> **Assignment**
Below are several entries. Transcribe exactly those lines that fall from the one with "pub mod ports;" through the one with "1. takes the", end lines included.
···
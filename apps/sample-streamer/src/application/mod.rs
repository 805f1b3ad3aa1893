//! Application Layer - Session lifecycle and status queries.
//!
//! This layer drives the domain types through a streaming session and
//! defines the port the transport has to implement.

/// Port interfaces for outbound transports.
pub mod ports;

/// Streaming session and status query services.
pub mod services;
//! Streaming Session
//!
//! Drives one push connection through `Connecting → Streaming → Closed`.
//!
//! While streaming, the session repeatedly:
//!
//! 1. takes the next chunk from its private [`SampleGenerator`]
//! 2. records the chunk size in the shared [`StreamState`]
//! 3. serializes and pushes the chunk through a [`ChunkSink`]
//! 4. sleeps for the pacing interval
//!
//! Both the push and the sleep race the session's cancellation token, which
//! the transport trips when the peer disconnects and the server trips on
//! shutdown. The session's share of the active flag is owned by a drop
//! guard, so it is released exactly once on every exit path, including the
//! session future being dropped mid-await.
//!
//! [`StreamState`]: crate::domain::stream_state::StreamState

use std::sync::Arc;
use std::time::{Duration, Instant};

use tokio_util::sync::CancellationToken;
use uuid::Uuid;

use crate::application::ports::{ChunkMessage, ChunkSink, SinkError};
use crate::domain::generator::{GenerationPolicy, GeneratorError, SampleGenerator};
use crate::domain::stream_state::SharedStreamState;

/// Pacing interval used by the fixed-rate variant and the random policy.
pub const DEFAULT_FIXED_INTERVAL: Duration = Duration::from_millis(500);

// =============================================================================
// Configuration
// =============================================================================

/// How long a session waits between pushes.
#[derive(Debug, Clone, Copy, PartialEq, Eq)]
pub enum Pacing {
    /// Wait for the time one chunk covers at the policy's sample rate.
    ///
    /// Falls back to [`DEFAULT_FIXED_INTERVAL`] for the random policy.
    Realtime,
    /// Wait a fixed interval regardless of the policy.
    Fixed(Duration),
}

/// Parameters every new session is built from.
#[derive(Debug, Clone, PartialEq)]
pub struct SessionConfig {
    /// Sample generation policy.
    pub policy: GenerationPolicy,
    /// Pacing between chunks.
    pub pacing: Pacing,
}

impl Default for SessionConfig {
    fn default() -> Self {
        Self {
            policy: GenerationPolicy::Random {
                min_len: 5,
                max_len: 15,
            },
            pacing: Pacing::Fixed(DEFAULT_FIXED_INTERVAL),
        }
    }
}

impl SessionConfig {
    /// Delay between two pushes.
    #[must_use]
    pub fn interval(&self) -> Duration {
        match self.pacing {
            Pacing::Fixed(interval) => interval,
            Pacing::Realtime => self
                .policy
                .realtime_interval()
                .unwrap_or(DEFAULT_FIXED_INTERVAL),
        }
    }

    /// Check the policy and the resulting pacing interval.
    ///
    /// # Errors
    ///
    /// Returns `SessionConfigError` if the policy is invalid or the interval
    /// is zero.
    pub fn validate(&self) -> Result<(), SessionConfigError> {
        self.policy.validate()?;
        if self.interval().is_zero() {
            return Err(SessionConfigError::ZeroInterval);
        }
        Ok(())
    }
}

/// Invalid session configuration.
#[derive(Debug, Clone, PartialEq, thiserror::Error)]
pub enum SessionConfigError {
    /// The generation policy is invalid.
    #[error(transparent)]
    Generator(#[from] GeneratorError),

    /// Pacing interval must be positive.
    #[error("pacing interval must be greater than zero")]
    ZeroInterval,
}

// =============================================================================
// Session State
// =============================================================================

/// Lifecycle phase of a session.
#[derive(Debug, Clone, Copy, PartialEq, Eq)]
pub enum SessionPhase {
    /// Handshake accepted, nothing pushed yet.
    Connecting,
    /// Pushing chunks.
    Streaming,
    /// Terminal.
    Closed,
}

/// Why a session stopped streaming.
#[derive(Debug)]
pub enum CloseReason {
    /// The cancellation token fired (peer disconnect or shutdown).
    Cancelled,
    /// A push failed.
    PushFailed(SinkError),
}

/// Summary of a finished session.
#[derive(Debug)]
pub struct SessionOutcome {
    /// Session identifier.
    pub session_id: Uuid,
    /// Chunks pushed successfully.
    pub chunks_sent: u64,
    /// Why the session closed.
    pub reason: CloseReason,
    /// Time spent streaming.
    pub duration: Duration,
}

/// Session errors.
#[derive(Debug, thiserror::Error)]
pub enum SessionError {
    /// `run` was called on a session that is not in `Connecting`.
    #[error("session cannot start from phase {0:?}")]
    InvalidPhase(SessionPhase),
}

/// Counts this session as live in the shared state for the lifetime of a
/// streaming loop.
struct ActiveGuard {
    state: SharedStreamState,
}

impl ActiveGuard {
    fn engage(state: SharedStreamState) -> Self {
        state.begin_session();
        Self { state }
    }
}

impl Drop for ActiveGuard {
    fn drop(&mut self) {
        self.state.end_session();
    }
}

// =============================================================================
// Session
// =============================================================================

/// One streaming connection.
pub struct StreamSession<S> {
    id: Uuid,
    phase: SessionPhase,
    generator: SampleGenerator,
    interval: Duration,
    state: SharedStreamState,
    sink: S,
    cancel: CancellationToken,
    chunks_sent: u64,
}

impl<S: ChunkSink> StreamSession<S> {
    /// Create a session with a fresh generator built from `config`.
    ///
    /// # Errors
    ///
    /// Returns `SessionConfigError` if the configuration is invalid; the
    /// shared state is left untouched.
    pub fn new(
        config: &SessionConfig,
        state: SharedStreamState,
        sink: S,
        cancel: CancellationToken,
    ) -> Result<Self, SessionConfigError> {
        config.validate()?;
        let generator = SampleGenerator::new(&config.policy)?;
        Ok(Self::with_generator(
            generator,
            config.interval(),
            state,
            sink,
            cancel,
        ))
    }

    /// Create a session around an existing generator.
    #[must_use]
    pub fn with_generator(
        generator: SampleGenerator,
        interval: Duration,
        state: SharedStreamState,
        sink: S,
        cancel: CancellationToken,
    ) -> Self {
        Self {
            id: Uuid::new_v4(),
            phase: SessionPhase::Connecting,
            generator,
            interval,
            state,
            sink,
            cancel,
            chunks_sent: 0,
        }
    }

    /// Session identifier.
    #[must_use]
    pub const fn id(&self) -> Uuid {
        self.id
    }

    /// Current lifecycle phase.
    #[must_use]
    pub const fn phase(&self) -> SessionPhase {
        self.phase
    }

    /// Chunks pushed so far.
    #[must_use]
    pub const fn chunks_sent(&self) -> u64 {
        self.chunks_sent
    }

    /// Give back the sink, e.g. to close the transport once the session ends.
    #[must_use]
    pub fn into_sink(self) -> S {
        self.sink
    }

    /// Stream until the peer disconnects, a push fails or the session is
    /// cancelled.
    ///
    /// # Errors
    ///
    /// Returns `SessionError::InvalidPhase` if the session has already run.
    pub async fn run(&mut self) -> Result<SessionOutcome, SessionError> {
        if self.phase != SessionPhase::Connecting {
            return Err(SessionError::InvalidPhase(self.phase));
        }

        let started = Instant::now();
        let active = ActiveGuard::engage(Arc::clone(&self.state));
        self.phase = SessionPhase::Streaming;

        tracing::info!(
            session_id = %self.id,
            interval_ms = self.interval.as_millis(),
            "Streaming session started"
        );

        let reason = self.stream().await;

        self.phase = SessionPhase::Closed;
        drop(active);

        match &reason {
            CloseReason::Cancelled => {
                tracing::info!(
                    session_id = %self.id,
                    chunks_sent = self.chunks_sent,
                    "Streaming session closed"
                );
            }
            CloseReason::PushFailed(e) => {
                tracing::info!(
                    session_id = %self.id,
                    chunks_sent = self.chunks_sent,
                    error = %e,
                    "Streaming session closed after push failure"
                );
            }
        }

        Ok(SessionOutcome {
            session_id: self.id,
            chunks_sent: self.chunks_sent,
            reason,
            duration: started.elapsed(),
        })
    }

    async fn stream(&mut self) -> CloseReason {
        loop {
            if self.cancel.is_cancelled() {
                return CloseReason::Cancelled;
            }

            let chunk = self.generator.next_chunk();
            self.state.record_chunk(chunk.len());

            let payload = match ChunkMessage::new(&chunk).to_json() {
                Ok(payload) => payload,
                Err(e) => return CloseReason::PushFailed(e.into()),
            };

            tokio::select! {
                biased;
                () = self.cancel.cancelled() => return CloseReason::Cancelled,
                result = self.sink.push(payload) => {
                    if let Err(e) = result {
                        return CloseReason::PushFailed(e);
                    }
                }
            }
            self.chunks_sent += 1;

            tokio::select! {
                biased;
                () = self.cancel.cancelled() => return CloseReason::Cancelled,
                () = tokio::time::sleep(self.interval) => {}
            }
        }
    }
}

// =============================================================================
// Tests
// =============================================================================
···
> **Answer area**
pub mod ports;

/// Streaming session and status query services.
pub mod services;
//! Streaming Session
//!
//! Drives one push connection through `Connecting → Streaming → Closed`.
//!
//! While streaming, the session repeatedly:
//!
//! 1. takes the next chunk from its private [`SampleGenerator`]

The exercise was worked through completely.